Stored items
══════
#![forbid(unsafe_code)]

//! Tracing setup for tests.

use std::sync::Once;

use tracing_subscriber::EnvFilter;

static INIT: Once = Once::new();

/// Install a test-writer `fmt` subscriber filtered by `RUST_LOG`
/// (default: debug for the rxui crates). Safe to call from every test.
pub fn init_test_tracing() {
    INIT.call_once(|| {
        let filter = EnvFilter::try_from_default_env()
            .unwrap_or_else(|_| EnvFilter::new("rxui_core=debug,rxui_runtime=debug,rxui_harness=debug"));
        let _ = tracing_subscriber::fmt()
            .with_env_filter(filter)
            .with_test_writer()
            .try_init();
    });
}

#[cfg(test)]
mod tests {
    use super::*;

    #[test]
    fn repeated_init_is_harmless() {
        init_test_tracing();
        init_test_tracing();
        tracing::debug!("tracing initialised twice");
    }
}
══════
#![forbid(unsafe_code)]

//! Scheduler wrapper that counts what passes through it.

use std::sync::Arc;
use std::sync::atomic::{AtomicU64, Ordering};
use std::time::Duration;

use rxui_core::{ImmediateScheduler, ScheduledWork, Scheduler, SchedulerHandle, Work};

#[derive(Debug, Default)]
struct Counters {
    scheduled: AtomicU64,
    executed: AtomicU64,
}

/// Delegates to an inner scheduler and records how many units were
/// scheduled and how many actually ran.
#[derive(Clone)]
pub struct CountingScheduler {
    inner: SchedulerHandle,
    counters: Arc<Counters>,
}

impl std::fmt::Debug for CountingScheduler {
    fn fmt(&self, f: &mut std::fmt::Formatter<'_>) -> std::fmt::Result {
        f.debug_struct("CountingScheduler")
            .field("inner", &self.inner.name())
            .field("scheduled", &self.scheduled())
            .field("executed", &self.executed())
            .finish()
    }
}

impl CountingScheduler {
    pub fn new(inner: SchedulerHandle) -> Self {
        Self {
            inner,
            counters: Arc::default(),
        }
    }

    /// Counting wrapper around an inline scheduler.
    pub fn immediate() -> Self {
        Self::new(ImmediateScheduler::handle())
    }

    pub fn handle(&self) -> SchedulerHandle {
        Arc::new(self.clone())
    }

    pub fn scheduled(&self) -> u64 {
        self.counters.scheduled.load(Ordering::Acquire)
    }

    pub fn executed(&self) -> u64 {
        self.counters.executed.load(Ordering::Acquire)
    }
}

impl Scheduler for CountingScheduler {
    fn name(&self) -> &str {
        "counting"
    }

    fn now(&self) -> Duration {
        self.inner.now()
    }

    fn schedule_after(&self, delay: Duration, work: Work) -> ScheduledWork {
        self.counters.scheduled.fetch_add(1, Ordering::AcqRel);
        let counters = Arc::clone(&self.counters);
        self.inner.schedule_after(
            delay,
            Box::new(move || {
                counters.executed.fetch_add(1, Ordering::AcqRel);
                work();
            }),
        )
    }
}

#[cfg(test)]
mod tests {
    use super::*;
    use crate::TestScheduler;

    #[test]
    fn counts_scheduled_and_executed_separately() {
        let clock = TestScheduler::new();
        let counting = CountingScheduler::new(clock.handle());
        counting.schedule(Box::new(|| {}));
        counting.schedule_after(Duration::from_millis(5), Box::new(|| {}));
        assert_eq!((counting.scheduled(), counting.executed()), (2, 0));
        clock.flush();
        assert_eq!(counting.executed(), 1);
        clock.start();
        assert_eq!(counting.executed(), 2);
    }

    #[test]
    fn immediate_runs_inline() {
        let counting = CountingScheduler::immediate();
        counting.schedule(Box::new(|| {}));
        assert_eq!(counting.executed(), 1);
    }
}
══════
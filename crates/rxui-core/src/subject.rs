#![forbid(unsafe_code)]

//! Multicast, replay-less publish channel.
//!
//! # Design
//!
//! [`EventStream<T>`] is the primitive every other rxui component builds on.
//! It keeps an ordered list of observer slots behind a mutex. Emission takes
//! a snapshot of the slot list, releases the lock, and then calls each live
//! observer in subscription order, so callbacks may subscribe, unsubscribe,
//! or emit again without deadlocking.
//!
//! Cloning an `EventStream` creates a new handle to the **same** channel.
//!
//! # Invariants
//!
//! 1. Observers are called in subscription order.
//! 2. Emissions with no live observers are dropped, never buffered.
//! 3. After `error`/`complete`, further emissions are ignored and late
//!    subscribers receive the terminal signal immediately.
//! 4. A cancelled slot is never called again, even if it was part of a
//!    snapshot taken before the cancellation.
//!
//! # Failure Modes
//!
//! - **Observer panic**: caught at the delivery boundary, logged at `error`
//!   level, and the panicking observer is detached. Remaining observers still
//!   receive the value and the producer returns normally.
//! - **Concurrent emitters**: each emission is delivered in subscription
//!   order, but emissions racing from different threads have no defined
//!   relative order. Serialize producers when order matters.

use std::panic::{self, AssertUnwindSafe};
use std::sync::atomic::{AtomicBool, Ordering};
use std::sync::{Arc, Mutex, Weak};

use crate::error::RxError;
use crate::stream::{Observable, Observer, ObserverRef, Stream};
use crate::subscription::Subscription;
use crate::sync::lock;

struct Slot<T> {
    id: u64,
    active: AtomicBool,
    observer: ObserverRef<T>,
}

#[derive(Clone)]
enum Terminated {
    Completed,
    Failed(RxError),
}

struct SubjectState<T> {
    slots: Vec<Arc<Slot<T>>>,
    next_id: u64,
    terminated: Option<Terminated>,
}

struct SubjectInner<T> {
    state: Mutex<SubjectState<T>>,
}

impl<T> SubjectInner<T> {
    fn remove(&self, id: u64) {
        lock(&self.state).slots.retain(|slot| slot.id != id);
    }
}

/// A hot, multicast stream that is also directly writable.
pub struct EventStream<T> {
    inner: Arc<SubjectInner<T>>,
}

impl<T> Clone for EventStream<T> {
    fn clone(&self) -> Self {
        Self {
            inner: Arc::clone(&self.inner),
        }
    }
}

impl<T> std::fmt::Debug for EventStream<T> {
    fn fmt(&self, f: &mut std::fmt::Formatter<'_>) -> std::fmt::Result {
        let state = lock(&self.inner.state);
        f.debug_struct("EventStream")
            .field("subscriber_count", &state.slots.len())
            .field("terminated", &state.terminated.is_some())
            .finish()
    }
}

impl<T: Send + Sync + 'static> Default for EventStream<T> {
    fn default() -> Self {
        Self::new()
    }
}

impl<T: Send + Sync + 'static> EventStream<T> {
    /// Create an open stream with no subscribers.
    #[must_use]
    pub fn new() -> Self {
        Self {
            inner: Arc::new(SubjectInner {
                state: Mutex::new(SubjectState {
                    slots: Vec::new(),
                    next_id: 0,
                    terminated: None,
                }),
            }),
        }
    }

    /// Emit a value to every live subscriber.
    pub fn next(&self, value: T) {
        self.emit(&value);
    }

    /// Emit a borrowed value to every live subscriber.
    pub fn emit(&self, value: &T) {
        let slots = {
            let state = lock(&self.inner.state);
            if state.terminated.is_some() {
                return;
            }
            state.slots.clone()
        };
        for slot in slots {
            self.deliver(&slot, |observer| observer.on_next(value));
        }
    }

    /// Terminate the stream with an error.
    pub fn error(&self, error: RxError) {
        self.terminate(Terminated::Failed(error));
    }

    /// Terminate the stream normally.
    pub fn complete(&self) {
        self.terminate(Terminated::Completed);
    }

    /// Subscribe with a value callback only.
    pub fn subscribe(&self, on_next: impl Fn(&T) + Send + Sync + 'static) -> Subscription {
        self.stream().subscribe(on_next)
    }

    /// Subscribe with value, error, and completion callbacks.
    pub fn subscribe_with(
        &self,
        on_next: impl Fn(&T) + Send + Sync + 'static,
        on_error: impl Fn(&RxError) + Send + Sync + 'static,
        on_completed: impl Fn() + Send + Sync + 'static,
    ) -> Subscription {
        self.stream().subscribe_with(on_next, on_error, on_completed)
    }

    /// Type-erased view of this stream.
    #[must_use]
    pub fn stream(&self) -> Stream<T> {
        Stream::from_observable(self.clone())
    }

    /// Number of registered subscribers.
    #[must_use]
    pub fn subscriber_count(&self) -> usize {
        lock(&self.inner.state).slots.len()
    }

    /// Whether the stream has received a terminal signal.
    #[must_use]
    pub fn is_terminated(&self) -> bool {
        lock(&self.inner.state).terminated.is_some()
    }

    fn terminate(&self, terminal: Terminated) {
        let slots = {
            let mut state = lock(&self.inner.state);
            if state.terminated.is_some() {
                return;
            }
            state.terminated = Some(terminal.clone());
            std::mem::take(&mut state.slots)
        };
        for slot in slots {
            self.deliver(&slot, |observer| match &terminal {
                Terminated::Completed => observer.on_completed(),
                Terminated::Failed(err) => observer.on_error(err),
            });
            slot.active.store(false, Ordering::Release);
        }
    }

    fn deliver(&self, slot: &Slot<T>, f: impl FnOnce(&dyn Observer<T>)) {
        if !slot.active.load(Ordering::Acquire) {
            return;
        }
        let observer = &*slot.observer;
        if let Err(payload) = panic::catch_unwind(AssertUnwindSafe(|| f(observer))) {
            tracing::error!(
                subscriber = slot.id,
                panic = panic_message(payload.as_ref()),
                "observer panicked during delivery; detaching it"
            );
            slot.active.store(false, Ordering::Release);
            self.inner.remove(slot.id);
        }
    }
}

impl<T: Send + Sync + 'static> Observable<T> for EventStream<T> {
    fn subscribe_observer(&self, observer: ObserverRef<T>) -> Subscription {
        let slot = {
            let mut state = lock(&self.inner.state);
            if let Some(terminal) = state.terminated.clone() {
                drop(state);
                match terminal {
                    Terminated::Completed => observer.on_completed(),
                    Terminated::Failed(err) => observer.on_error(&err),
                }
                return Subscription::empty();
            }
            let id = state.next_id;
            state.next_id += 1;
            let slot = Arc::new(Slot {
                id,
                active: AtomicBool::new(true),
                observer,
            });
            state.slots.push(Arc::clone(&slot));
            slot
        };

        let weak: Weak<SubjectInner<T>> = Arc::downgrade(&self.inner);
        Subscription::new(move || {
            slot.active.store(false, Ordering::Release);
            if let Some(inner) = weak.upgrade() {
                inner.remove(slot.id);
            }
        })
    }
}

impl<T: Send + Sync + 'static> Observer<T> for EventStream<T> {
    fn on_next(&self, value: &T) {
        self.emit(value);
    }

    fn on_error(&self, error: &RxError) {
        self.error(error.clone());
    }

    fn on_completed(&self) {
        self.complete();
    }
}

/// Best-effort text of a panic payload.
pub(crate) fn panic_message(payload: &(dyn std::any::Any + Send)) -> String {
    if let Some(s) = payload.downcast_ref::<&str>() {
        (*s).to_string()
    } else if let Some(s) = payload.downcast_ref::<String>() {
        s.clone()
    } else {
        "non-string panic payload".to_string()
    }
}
══════
• _What you are asked to do_: Copy whichever lines of the records above contain the word "crates".

• _Written solution_:
/// (default: debug for the rxui crates). Safe to call from every test.
filename crates/rxui-core/src/subject.rs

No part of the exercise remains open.